Was Ihren Rechner verlässt und was nicht
BackupKit ist eine Desktop-Anwendung, kein Dienst. Ihre Dateien wandern direkt von Ihrem PC zu dem Speicher, den Sie gewählt haben. Sie laufen über keinen unserer Server, weil auf diesem Weg keiner steht.
- Ihr Verschlüsselungspasswort für Backups
- Zugangsdaten, Schlüssel und OAuth-Token für Speicher
- Der Inhalt Ihrer Dateien
- Ihr Backup-Verlauf und Ihre Protokolle
- Das verschlüsselte Archiv — zu dem Ziel, das Sie gewählt haben, und sonst nirgendwohin
- Eine Lizenzprüfung an unseren Server, mit Ihrem Lizenzschlüssel und einer Gerätekennung
- Eine Update-Prüfung, ob eine neuere Version vorliegt
- Alles, was Sie uns selbst schicken, etwa eine Support-Nachricht
Wenn Sie Benachrichtigungen einschalten, geht die Nachricht dorthin, wohin Sie sie gerichtet haben — an Ihren eigenen SMTP-Server, Ihren Telegram-Chat, Ihren Webhook-Endpunkt. Sie sagt, welcher Auftrag lief und wie er ausging. Ihre Dateien enthält sie nie.
Was die Verschlüsselung not verbirgt
Eine ehrliche Einschränkung, denn eine Seite wie diese ist wertlos, wenn sie nur die guten Seiten aufzählt. AES-verschlüsselte ZIPs schützen den contents Ihrer Dateien.

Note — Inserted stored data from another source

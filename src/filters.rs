//! Filters built from user-facing query options
//!
//! Each supplied option becomes one [`AttributeFilter`]: an attribute of
//! the approach (or its linked NEO), an operation, and a bound. Filters
//! plug into [`crate::executor::Filter`] and are combined by AND.

use std::cmp::Ordering;
use std::fmt;

use chrono::NaiveDate;

use crate::executor::Filter;
use crate::index::ApproachRef;

/// Attribute a filter reads
#[derive(Debug, Clone, Copy, PartialEq, Eq)]
pub enum Attribute {
    /// Calendar date of the approach time
    Date,
    /// Approach distance (au)
    Distance,
    /// Relative velocity (km/s)
    Velocity,
    /// Diameter of the linked NEO (km)
    Diameter,
    /// Hazard flag of the linked NEO
    Hazardous,
}

impl Attribute {
    /// Returns the attribute name for display
    pub fn as_str(&self) -> &'static str {
        match self {
            Attribute::Date => "date",
            Attribute::Distance => "distance",
            Attribute::Velocity => "velocity",
            Attribute::Diameter => "diameter",
            Attribute::Hazardous => "hazardous",
        }
    }
}

/// Filter operation types
#[derive(Debug, Clone, Copy, PartialEq, Eq)]
pub enum FilterOp {
    /// attribute = value
    Eq,
    /// attribute >= value
    Gte,
    /// attribute <= value
    Lte,
}

impl FilterOp {
    /// Returns the operator symbol
    pub fn symbol(&self) -> &'static str {
        match self {
            FilterOp::Eq => "==",
            FilterOp::Gte => ">=",
            FilterOp::Lte => "<=",
        }
    }

    fn accepts(&self, ordering: Ordering) -> bool {
        match self {
            FilterOp::Eq => ordering == Ordering::Equal,
            FilterOp::Gte => ordering != Ordering::Less,
            FilterOp::Lte => ordering != Ordering::Greater,
        }
    }
}

/// A typed filter bound
#[derive(Debug, Clone, Copy, PartialEq)]
pub enum FilterValue {
    Date(NaiveDate),
    Number(f64),
    Flag(bool),
}

impl FilterValue {
    /// Orders two values of the same kind; NaN and mixed kinds are unordered
    fn compare(&self, other: &FilterValue) -> Option<Ordering> {
        match (self, other) {
            (FilterValue::Date(a), FilterValue::Date(b)) => Some(a.cmp(b)),
            (FilterValue::Number(a), FilterValue::Number(b)) => a.partial_cmp(b),
            (FilterValue::Flag(a), FilterValue::Flag(b)) => Some(a.cmp(b)),
            _ => None,
        }
    }
}

impl fmt::Display for FilterValue {
    fn fmt(&self, f: &mut fmt::Formatter<'_>) -> fmt::Result {
        match self {
            FilterValue::Date(d) => write!(f, "{}", d),
            FilterValue::Number(n) => write!(f, "{}", n),
            FilterValue::Flag(b) => write!(f, "{}", b),
        }
    }
}

/// A single attribute comparison
#[derive(Debug, Clone, Copy, PartialEq)]
pub struct AttributeFilter {
    pub attribute: Attribute,
    pub op: FilterOp,
    pub value: FilterValue,
}

impl AttributeFilter {
    /// Create an equality filter
    pub fn eq(attribute: Attribute, value: FilterValue) -> Self {
        Self {
            attribute,
            op: FilterOp::Eq,
            value,
        }
    }

    /// Create a lower-bound filter (inclusive)
    pub fn gte(attribute: Attribute, value: FilterValue) -> Self {
        Self {
            attribute,
            op: FilterOp::Gte,
            value,
        }
    }

    /// Create an upper-bound filter (inclusive)
    pub fn lte(attribute: Attribute, value: FilterValue) -> Self {
        Self {
            attribute,
            op: FilterOp::Lte,
            value,
        }
    }

    /// Reads the filtered attribute; `None` when unknown or unlinked
    fn extract(&self, approach: &ApproachRef<'_>) -> Option<FilterValue> {
        match self.attribute {
            Attribute::Date => approach.time().map(|t| FilterValue::Date(t.date())),
            Attribute::Distance => Some(FilterValue::Number(approach.distance())),
            Attribute::Velocity => Some(FilterValue::Number(approach.velocity())),
            Attribute::Diameter => approach.neo().map(|neo| FilterValue::Number(neo.diameter())),
            Attribute::Hazardous => approach.neo().map(|neo| FilterValue::Flag(neo.hazardous())),
        }
    }
}

impl Filter for AttributeFilter {
    fn matches(&self, approach: &ApproachRef<'_>) -> bool {
        let Some(actual) = self.extract(approach) else {
            return false;
        };

        match actual.compare(&self.value) {
            Some(ordering) => self.op.accepts(ordering),
            None => false,
        }
    }
}

impl fmt::Display for AttributeFilter {
    fn fmt(&self, f: &mut fmt::Formatter<'_>) -> fmt::Result {
        write!(f, "{} {} {}", self.attribute.as_str(), self.op.symbol(), self.value)
    }
}

/// User-facing query options; every field is optional
#[derive(Debug, Clone, Default, PartialEq)]
pub struct QueryOptions {
    pub date: Option<NaiveDate>,
    pub start_date: Option<NaiveDate>,
    pub end_date: Option<NaiveDate>,
    pub distance_min: Option<f64>,
    pub distance_max: Option<f64>,
    pub velocity_min: Option<f64>,
    pub velocity_max: Option<f64>,
    pub diameter_min: Option<f64>,
    pub diameter_max: Option<f64>,
    pub hazardous: Option<bool>,
}

/// Builds one filter per supplied option, in field order.
pub fn create_filters(options: &QueryOptions) -> Vec<AttributeFilter> {
    use Attribute::*;

    let mut filters = Vec::new();

    let dates = [
        (options.date, FilterOp::Eq),
        (options.start_date, FilterOp::Gte),
        (options.end_date, FilterOp::Lte),
    ];
    for (date, op) in dates {
        if let Some(date) = date {
            filters.push(AttributeFilter {
                attribute: Date,
                op,
                value: FilterValue::Date(date),
            });
        }
    }

    let bounds = [
        (Distance, options.distance_min, options.distance_max),
        (Velocity, options.velocity_min, options.velocity_max),
        (Diameter, options.diameter_min, options.diameter_max),
    ];
    for (attribute, min, max) in bounds {
        if let Some(min) = min {
            filters.push(AttributeFilter::gte(attribute, FilterValue::Number(min)));
        }
        if let Some(max) = max {
            filters.push(AttributeFilter::lte(attribute, FilterValue::Number(max)));
        }
    }

    if let Some(hazardous) = options.hazardous {
        filters.push(AttributeFilter::eq(Hazardous, FilterValue::Flag(hazardous)));
    }

    filters
}

#[cfg(test)]
mod tests {
    use super::*;
    use crate::index::NeoDatabase;
    use crate::model::{ApproachRecord, CloseApproach, NearEarthObject, NeoRecord};

    fn dataset() -> NeoDatabase {
        let neos = vec![
            NearEarthObject::from_record(&NeoRecord::new("433", "Eros", "16.84", "N")).unwrap(),
            NearEarthObject::from_record(&NeoRecord::new("99942", "Apophis", "0.37", "Y")).unwrap(),
            NearEarthObject::from_record(&NeoRecord::new("2020 AB", "", "", "N")).unwrap(),
        ];
        let approaches = [
            ("433", "2025-Jan-01 00:00", "0.15", "5.1"),
            ("99942", "2029-Apr-13 21:46", "0.00025", "7.42"),
            ("2020 AB", "2020-Jan-01 12:00", "0.05", "12.0"),
            ("ghost", "2020-Jan-01 08:00", "0.01", "3.0"),
            ("433", "", "", ""),
        ]
        .iter()
        .map(|(des, cd, dist, v)| CloseApproach::from_record(&ApproachRecord::new(des, cd, dist, v)).unwrap())
        .collect();
        NeoDatabase::new(neos, approaches).unwrap()
    }

    fn run(db: &NeoDatabase, options: QueryOptions) -> Vec<usize> {
        let filters = create_filters(&options);
        db.query(&filters).map(|a| a.id().index()).collect()
    }

    fn ymd(y: i32, m: u32, d: u32) -> NaiveDate {
        NaiveDate::from_ymd_opt(y, m, d).unwrap()
    }

    #[test]
    fn test_no_options_no_filters() {
        assert!(create_filters(&QueryOptions::default()).is_empty());
    }

    #[test]
    fn test_filter_order_follows_options() {
        let filters = create_filters(&QueryOptions {
            hazardous: Some(true),
            distance_max: Some(0.1),
            start_date: Some(ymd(2020, 1, 1)),
            ..Default::default()
        });
        let rendered: Vec<String> = filters.iter().map(|f| f.to_string()).collect();
        assert_eq!(
            rendered,
            vec!["date >= 2020-01-01", "distance <= 0.1", "hazardous == true"]
        );
    }

    #[test]
    fn test_date_equality() {
        let db = dataset();
        let hits = run(&db, QueryOptions { date: Some(ymd(2020, 1, 1)), ..Default::default() });
        assert_eq!(hits, vec![2, 3]);
    }

    #[test]
    fn test_date_range_inclusive() {
        let db = dataset();
        let hits = run(
            &db,
            QueryOptions {
                start_date: Some(ymd(2020, 1, 1)),
                end_date: Some(ymd(2025, 1, 1)),
                ..Default::default()
            },
        );
        assert_eq!(hits, vec![0, 2, 3]);
    }

    #[test]
    fn test_distance_and_velocity() {
        let db = dataset();
        let hits = run(
            &db,
            QueryOptions {
                distance_max: Some(0.1),
                velocity_min: Some(5.0),
                ..Default::default()
            },
        );
        assert_eq!(hits, vec![1, 2]);
    }

    #[test]
    fn test_unknown_measures_never_match() {
        let db = dataset();
        let hits = run(&db, QueryOptions { distance_min: Some(0.0), ..Default::default() });
        assert!(!hits.contains(&4));

        let hits = run(&db, QueryOptions { diameter_max: Some(100.0), ..Default::default() });
        assert_eq!(hits, vec![0, 1, 4]);
    }

    #[test]
    fn test_hazardous_requires_linked_neo() {
        let db = dataset();
        let hazardous = run(&db, QueryOptions { hazardous: Some(true), ..Default::default() });
        assert_eq!(hazardous, vec![1]);

        let safe = run(&db, QueryOptions { hazardous: Some(false), ..Default::default() });
        assert_eq!(safe, vec![0, 2, 4]);
    }
}
//! Linked NEO / close approach dataset
//!
//! Built once from unlinked collections, read-only afterwards.
//!
//! # Build
//!
//! 1. One pass over NEOs: designation index and name index
//! 2. One pass over approaches: O(1) designation lookup, link on hit
//!
//! No sorting, O(n + m) overall. Approaches whose designation matches no NEO
//! stay in the flat collection, unlinked.

use std::collections::hash_map::Entry;
use std::collections::HashMap;

use crate::executor::{Filter, Query};
use crate::model::{CloseApproach, NearEarthObject};
use crate::observability::{log_event_with_fields, Event};

use super::errors::{IndexError, IndexResult};
use super::handles::{ApproachRef, Approaches, NeoRef, Neos};

/// Position of an NEO in the dataset
#[derive(Debug, Clone, Copy, PartialEq, Eq, Hash, PartialOrd, Ord)]
pub struct NeoId(pub(super) usize);

/// Position of a close approach in the dataset (ingestion order)
#[derive(Debug, Clone, Copy, PartialEq, Eq, Hash, PartialOrd, Ord)]
pub struct ApproachId(pub(super) usize);

impl NeoId {
    /// Index into the NEO collection
    pub fn index(self) -> usize {
        self.0
    }
}

impl ApproachId {
    /// Index into the approach collection
    pub fn index(self) -> usize {
        self.0
    }
}

/// An interlinked, indexed set of NEOs and their close approaches.
///
/// The dataset owns both collections. Links are stored as ids in two
/// parallel tables, so an NEO's approaches and an approach's NEO are reached
/// through [`NeoRef`] and [`ApproachRef`] handles.
#[derive(Debug)]
pub struct NeoDatabase {
    pub(super) neos: Vec<NearEarthObject>,
    pub(super) approaches: Vec<CloseApproach>,
    /// Parallel to `neos`, approach ids in ingestion order
    pub(super) neo_approaches: Vec<Vec<ApproachId>>,
    /// Parallel to `approaches`
    pub(super) approach_neo: Vec<Option<NeoId>>,
    by_designation: HashMap<String, NeoId>,
    /// name -> designations, first inserted first
    by_name: HashMap<String, Vec<String>>,
}

impl NeoDatabase {
    /// Links and indexes the two collections.
    ///
    /// Fails with `NEO_INDEX_DUPLICATE_DESIGNATION` if two NEOs share a
    /// designation; nothing is indexed in that case.
    pub fn new(neos: Vec<NearEarthObject>, approaches: Vec<CloseApproach>) -> IndexResult<Self> {
        let mut by_designation = HashMap::with_capacity(neos.len());
        let mut by_name: HashMap<String, Vec<String>> = HashMap::new();

        for (position, neo) in neos.iter().enumerate() {
            match by_designation.entry(neo.designation().to_string()) {
                Entry::Occupied(_) => {
                    return Err(IndexError::duplicate_designation(neo.designation(), position));
                }
                Entry::Vacant(slot) => {
                    slot.insert(NeoId(position));
                }
            }

            if let Some(name) = neo.name() {
                by_name
                    .entry(name.to_string())
                    .or_default()
                    .push(neo.designation().to_string());
            }
        }

        let mut neo_approaches = vec![Vec::new(); neos.len()];
        let mut approach_neo = Vec::with_capacity(approaches.len());
        let mut linked = 0usize;

        for (position, approach) in approaches.iter().enumerate() {
            let owner = by_designation.get(approach.designation_ref()).copied();
            if let Some(NeoId(neo)) = owner {
                neo_approaches[neo].push(ApproachId(position));
                linked += 1;
            }
            approach_neo.push(owner);
        }

        let neo_count = neos.len().to_string();
        let approach_count = approaches.len().to_string();
        let linked_count = linked.to_string();
        let orphan_count = (approaches.len() - linked).to_string();
        log_event_with_fields(
            Event::LinkComplete,
            &[
                ("neos", neo_count.as_str()),
                ("approaches", approach_count.as_str()),
                ("linked", linked_count.as_str()),
                ("orphans", orphan_count.as_str()),
            ],
        );

        Ok(Self {
            neos,
            approaches,
            neo_approaches,
            approach_neo,
            by_designation,
            by_name,
        })
    }

    /// Number of NEOs
    pub fn neo_count(&self) -> usize {
        self.neos.len()
    }

    /// Number of close approaches, linked or not
    pub fn approach_count(&self) -> usize {
        self.approaches.len()
    }

    /// Number of approaches whose designation matched no NEO
    pub fn orphan_count(&self) -> usize {
        self.approach_neo.iter().filter(|neo| neo.is_none()).count()
    }

    /// All NEOs in ingestion order
    pub fn neos(&self) -> Neos<'_> {
        Neos::new(self)
    }

    /// All close approaches in ingestion order
    pub fn approaches(&self) -> Approaches<'_> {
        Approaches::new(self)
    }

    /// Handle for an NEO id, `None` if out of range
    pub fn neo(&self, id: NeoId) -> Option<NeoRef<'_>> {
        (id.0 < self.neos.len()).then(|| NeoRef::new(self, id))
    }

    /// Handle for an approach id, `None` if out of range
    pub fn approach(&self, id: ApproachId) -> Option<ApproachRef<'_>> {
        (id.0 < self.approaches.len()).then(|| ApproachRef::new(self, id))
    }

    /// Exact-match lookup by primary designation.
    ///
    /// Matching is case-sensitive, no trimming.
    pub fn lookup_by_designation(&self, designation: &str) -> Option<NeoRef<'_>> {
        let id = self.by_designation.get(designation)?;
        Some(NeoRef::new(self, *id))
    }

    /// Exact-match lookup by name.
    ///
    /// If several NEOs share the name, the first one ingested is returned.
    pub fn lookup_by_name(&self, name: &str) -> Option<NeoRef<'_>> {
        let designation = self.by_name.get(name)?.first()?;
        self.lookup_by_designation(designation)
    }

    /// Every designation recorded under `name`, in ingestion order
    pub fn designations_for_name(&self, name: &str) -> &[String] {
        self.by_name.get(name).map(Vec::as_slice).unwrap_or_default()
    }

    /// Lazily yields approaches matching every filter, in ingestion order.
    ///
    /// With no filters, yields every approach.
    pub fn query<'a, 'f, F: Filter>(&'a self, filters: &'f [F]) -> Query<'a, 'f, F> {
        Query::new(self.approaches(), filters)
    }
}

Sie verschlüsseln nicht das Inhaltsverzeichnis des Archivs — wer den Speicher hält, sieht also weiterhin Dateinamen, Ordnerpfade und Größen darin, auch wenn er keine einzige dieser Dateien öffnen kann.
Für die meisten Backups spielt das keine Rolle. Sind die Namen selbst das Heikle — etwa ein Ordner je Kunde oder ein Dateiname, der eine Diagnose verrät —, legen Sie sie in einen Ordner, dessen Name nichts preisgibt, und sichern Sie diesen. Das ist eine Eigenschaft des ZIP-Formats und keine Abkürzung von BackupKit, und es gilt für jedes Programm, das AES-ZIPs schreibt.
Transport und Kontozugriff
Die Verschlüsselung oben schützt das Archiv im Ruhezustand, auf der Festplatte eines anderen. Der Transport ist eine eigene Schicht: BackupKit nutzt das gesicherte Protokoll des jeweiligen Ziels — SFTP, FTPS, HTTPS für WebDAV und Objektspeicher —, sodass auch die Übertragung selbst geschützt ist. Reines FTP auf Port 21 wird unterstützt, weil manche Server nichts anderes anbieten, doch es sendet Zugangsdaten im Klartext, und wo Sie die Wahl haben, würden wir es meiden.
Bei Google Drive, Dropbox, OneDrive und den anderen OAuth-Clouds melden Sie sich auf der Seite des Anbieters selbst an und erteilen dort den Zugriff. BackupKit erhält ein Token, nie Ihr Passwort, und das Token liegt auf Ihrem Rechner wie jede andere Zugangsinformation. Sie können es jederzeit in den Kontoeinstellungen Ihres Anbieters widerrufen, ohne BackupKit anzufassen.
Eine Eigenheit, die man vorher wissen sollte: Bei manchen Anbietern zeigt der Zustimmungsdialog noch den Namen FTPie, der Anwendung, aus der BackupKit hervorgegangen ist. Es sind derselbe Entwickler und dieselbe Registrierung — die Verbindung erreicht immer nur das Konto, das Sie freigeben.
Was wir nicht behaupten
BackupKit hat kein Sicherheitsaudit durch Dritte durchlaufen und trägt keine Compliance-Zertifizierung. Es ist das Produkt eines einzelnen Entwicklers, und etwas anderes zu behaupten wäre auf einer Seite über Vertrauen ein seltsamer Weg, es zu verdienen. Was oben steht, ist überprüfbar: Das Archivformat ist standardisiert, der Umgang mit dem Schlüssel ist genau beschrieben, und den Ausweg können Sie in etwa zwei Minuten selbst bestätigen.
Wenn hier etwas nicht zu dem passt, was Sie in der Anwendung sehen, sagen Sie uns Bescheid — dann ist eines von beiden fehlerhaft, und beides zu beheben ist unsere Sache.